** Study material **
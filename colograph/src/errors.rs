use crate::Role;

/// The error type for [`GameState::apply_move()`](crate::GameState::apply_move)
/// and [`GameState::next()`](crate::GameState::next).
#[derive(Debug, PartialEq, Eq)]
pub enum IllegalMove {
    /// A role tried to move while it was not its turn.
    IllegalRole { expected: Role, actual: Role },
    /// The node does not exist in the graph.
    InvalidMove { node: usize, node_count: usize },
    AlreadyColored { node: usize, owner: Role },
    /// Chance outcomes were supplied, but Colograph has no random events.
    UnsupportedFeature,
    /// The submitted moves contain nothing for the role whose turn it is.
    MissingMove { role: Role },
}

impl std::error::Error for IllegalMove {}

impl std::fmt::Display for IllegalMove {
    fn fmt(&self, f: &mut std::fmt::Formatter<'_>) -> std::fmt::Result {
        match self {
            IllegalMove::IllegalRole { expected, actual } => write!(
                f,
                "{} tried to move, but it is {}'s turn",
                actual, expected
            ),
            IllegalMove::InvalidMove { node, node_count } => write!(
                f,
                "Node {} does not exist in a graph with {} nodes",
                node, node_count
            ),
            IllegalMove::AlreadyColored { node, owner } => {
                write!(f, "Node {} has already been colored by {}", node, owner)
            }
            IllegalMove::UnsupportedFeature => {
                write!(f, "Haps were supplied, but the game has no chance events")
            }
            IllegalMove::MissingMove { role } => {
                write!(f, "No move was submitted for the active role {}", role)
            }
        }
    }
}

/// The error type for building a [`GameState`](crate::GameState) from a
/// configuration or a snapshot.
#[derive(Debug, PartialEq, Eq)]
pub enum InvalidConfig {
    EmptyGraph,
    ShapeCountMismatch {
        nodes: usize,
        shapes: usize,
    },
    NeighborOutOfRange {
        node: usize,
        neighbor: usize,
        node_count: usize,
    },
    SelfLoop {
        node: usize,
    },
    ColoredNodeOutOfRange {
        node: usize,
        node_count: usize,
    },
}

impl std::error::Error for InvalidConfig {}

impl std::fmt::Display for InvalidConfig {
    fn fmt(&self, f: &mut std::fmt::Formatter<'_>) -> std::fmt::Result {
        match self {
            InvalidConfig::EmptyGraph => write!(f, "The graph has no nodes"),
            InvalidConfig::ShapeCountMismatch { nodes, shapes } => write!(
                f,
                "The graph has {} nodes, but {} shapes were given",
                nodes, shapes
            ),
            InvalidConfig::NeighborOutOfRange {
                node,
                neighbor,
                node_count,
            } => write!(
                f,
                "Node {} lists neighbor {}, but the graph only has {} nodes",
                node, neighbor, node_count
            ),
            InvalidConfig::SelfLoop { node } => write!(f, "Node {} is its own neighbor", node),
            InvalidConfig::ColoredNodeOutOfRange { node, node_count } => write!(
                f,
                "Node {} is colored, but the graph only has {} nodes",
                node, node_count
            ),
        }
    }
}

** Task statement **
Restate the whole listing exactly.

** Task solution **
filename colograph/src/errors.rs
use crate::Role;

/// The error type for [`GameState::apply_move()`](crate::GameState::apply_move)
/// and [`GameState::next()`](crate::GameState::next).
#[derive(Debug, PartialEq, Eq)]
pub enum IllegalMove {
    /// A role tried to move while it was not its turn.
    IllegalRole { expected: Role, actual: Role },
    /// The node does not exist in the graph.
    InvalidMove { node: usize, node_count: usize },
    AlreadyColored { node: usize, owner: Role },
    /// Chance outcomes were supplied, but Colograph has no random events.
    UnsupportedFeature,
    /// The submitted moves contain nothing for the role whose turn it is.
    MissingMove { role: Role },
}

impl std::error::Error for IllegalMove {}

impl std::fmt::Display for IllegalMove {
    fn fmt(&self, f: &mut std::fmt::Formatter<'_>) -> std::fmt::Result {
        match self {
            IllegalMove::IllegalRole { expected, actual } => write!(
                f,
                "{} tried to move, but it is {}'s turn",
                actual, expected
            ),
            IllegalMove::InvalidMove { node, node_count } => write!(
                f,
                "Node {} does not exist in a graph with {} nodes",
                node, node_count
            ),
            IllegalMove::AlreadyColored { node, owner } => {
                write!(f, "Node {} has already been colored by {}", node, owner)
            }
            IllegalMove::UnsupportedFeature => {
                write!(f, "Haps were supplied, but the game has no chance events")
            }
            IllegalMove::MissingMove { role } => {
                write!(f, "No move was submitted for the active role {}", role)
            }
        }
    }
}

/// The error type for building a [`GameState`](crate::GameState) from a
/// configuration or a snapshot.
#[derive(Debug, PartialEq, Eq)]
pub enum InvalidConfig {
    EmptyGraph,
    ShapeCountMismatch {
        nodes: usize,
        shapes: usize,
    },
    NeighborOutOfRange {
        node: usize,
        neighbor: usize,
        node_count: usize,
    },
    SelfLoop {
        node: usize,
    },
    ColoredNodeOutOfRange {
        node: usize,
        node_count: usize,
    },
}

impl std::error::Error for InvalidConfig {}

impl std::fmt::Display for InvalidConfig {
    fn fmt(&self, f: &mut std::fmt::Formatter<'_>) -> std::fmt::Result {
        match self {
            InvalidConfig::EmptyGraph => write!(f, "The graph has no nodes"),
            InvalidConfig::ShapeCountMismatch { nodes, shapes } => write!(
                f,
                "The graph has {} nodes, but {} shapes were given",
                nodes, shapes
            ),
            InvalidConfig::NeighborOutOfRange {
                node,
                neighbor,
                node_count,
            } => write!(
                f,
                "Node {} lists neighbor {}, but the graph only has {} nodes",
                node, neighbor, node_count
            ),
            InvalidConfig::SelfLoop { node } => write!(f, "Node {} is its own neighbor", node),
            InvalidConfig::ColoredNodeOutOfRange { node, node_count } => write!(
                f,
                "Node {} is colored, but the graph only has {} nodes",
                node, node_count
            ),
        }
    }
}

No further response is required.